# Connecting two FreeBSD servers via bridged interfaces



## John Delano (Jan 14, 2016)

Is there a way to connect two FreeBSD 10.2 servers via one bridged NIC port from each server. If I connect to a non bridged port on the second server, it seems to work (pings pass through), but if the port on the second server is bridged, information does not pass across the two machines. I really need to get this to work, as I need to add a second PPPoE authentication server, but I need to be able to access the PPPoE devices via the private IP (non routed) for configuration, diagnostics and monitoring.


----------



## JamesElstone (Jan 16, 2016)

Hi John,

Can you provide the output from `ifconfig` on both machines please?

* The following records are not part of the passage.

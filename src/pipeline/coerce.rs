use crate::{
    data::{Cell, parse_naive_date, parse_number},
    pipeline::{
        ACCOUNT_ID, AD_ID, Advisory, AdvisoryKind, CAMPAIGN_ID, CLICKS, CREATIVE_ID, DATE, Frame,
        IMPRESSIONS, PURCHASES, RESULTS, REVENUE, SPEND, Staged,
    },
};

pub const NUMERIC_COLUMNS: &[&str] = &[
    SPEND,
    IMPRESSIONS,
    CLICKS,
    PURCHASES,
    REVENUE,
    RESULTS,
    "reach",
    "frequency",
];

/// Counts that cannot be negative; negative inputs are clipped rather than dropped.
const CLIPPED_COLUMNS: &[&str] = &[IMPRESSIONS, CLICKS, PURCHASES];

pub const IDENTIFIER_COLUMNS: &[&str] = &[ACCOUNT_ID, CAMPAIGN_ID, AD_ID, CREATIVE_ID];

/// Converts recognised columns to typed cells. This stage cleans, it never
/// rejects: unparseable values become nulls for the next stage to handle.
pub fn coerce(mut frame: Frame) -> Staged<Frame> {
    let mut advisories = Vec::new();

    if let Some(idx) = frame.column_index(DATE) {
        let mut unparseable = 0usize;
        for row in frame.rows_mut() {
            let cell = &mut row.cells[idx];
            *cell = match std::mem::take(cell) {
                Cell::Text(text) => match parse_naive_date(&text) {
                    Ok(date) => Cell::Date(date),
                    Err(_) => {
                        unparseable += 1;
                        Cell::Null
                    }
                },
                Cell::Date(date) => Cell::Date(date),
                _ => Cell::Null,
            };
        }
        if unparseable > 0 {
            advisories.push(Advisory::new(
                AdvisoryKind::UnparseableValues,
                unparseable,
                format!("{unparseable} value(s) in 'date' could not be parsed as dates"),
            ));
        }
    }

    for &column in NUMERIC_COLUMNS {
        let Some(idx) = frame.column_index(column) else {
            continue;
        };
        let clip = CLIPPED_COLUMNS.contains(&column);
        let mut unparseable = 0usize;
        let mut clipped = 0usize;
        for row in frame.rows_mut() {
            let cell = &mut row.cells[idx];
            let parsed = match &*cell {
                Cell::Text(text) => {
                    let parsed = parse_number(text);
                    if parsed.is_none() {
                        unparseable += 1;
                    }
                    parsed
                }
                other => other.as_number(),
            };
            *cell = match parsed {
                Some(value) if clip && value < 0.0 => {
                    clipped += 1;
                    Cell::Number(0.0)
                }
                Some(value) => Cell::Number(value),
                None => Cell::Null,
            };
        }
        if unparseable > 0 {
            advisories.push(Advisory::new(
                AdvisoryKind::UnparseableValues,
                unparseable,
                format!("{unparseable} value(s) in '{column}' are not numeric"),
            ));
        }
        if clipped > 0 {
            advisories.push(Advisory::new(
                AdvisoryKind::NegativeClipped,
                clipped,
                format!("Clipped {clipped} negative value(s) in '{column}' to 0"),
            ));
        }
    }

    for &column in IDENTIFIER_COLUMNS {
        let Some(idx) = frame.column_index(column) else {
            continue;
        };
        for row in frame.rows_mut() {
            let cell = &mut row.cells[idx];
            if !cell.is_null() && cell.as_text().is_none() {
                *cell = Cell::Text(cell.as_display());
            }
        }
    }

    Staged::new(frame, advisories)
}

Obsitficate any public address when posting though!

James


----------



## sidetone (Jan 17, 2016)

Connecting two computers directly by ethernet needs a cross-over cable. This way, the output of one side of the wire becomes the input of the other.


----------



## John Delano (Jan 17, 2016)

sidetone said:


> Connecting two computers directly by ethernet needs a cross-over cable. This way, the output of one side of the wire becomes the input of the other.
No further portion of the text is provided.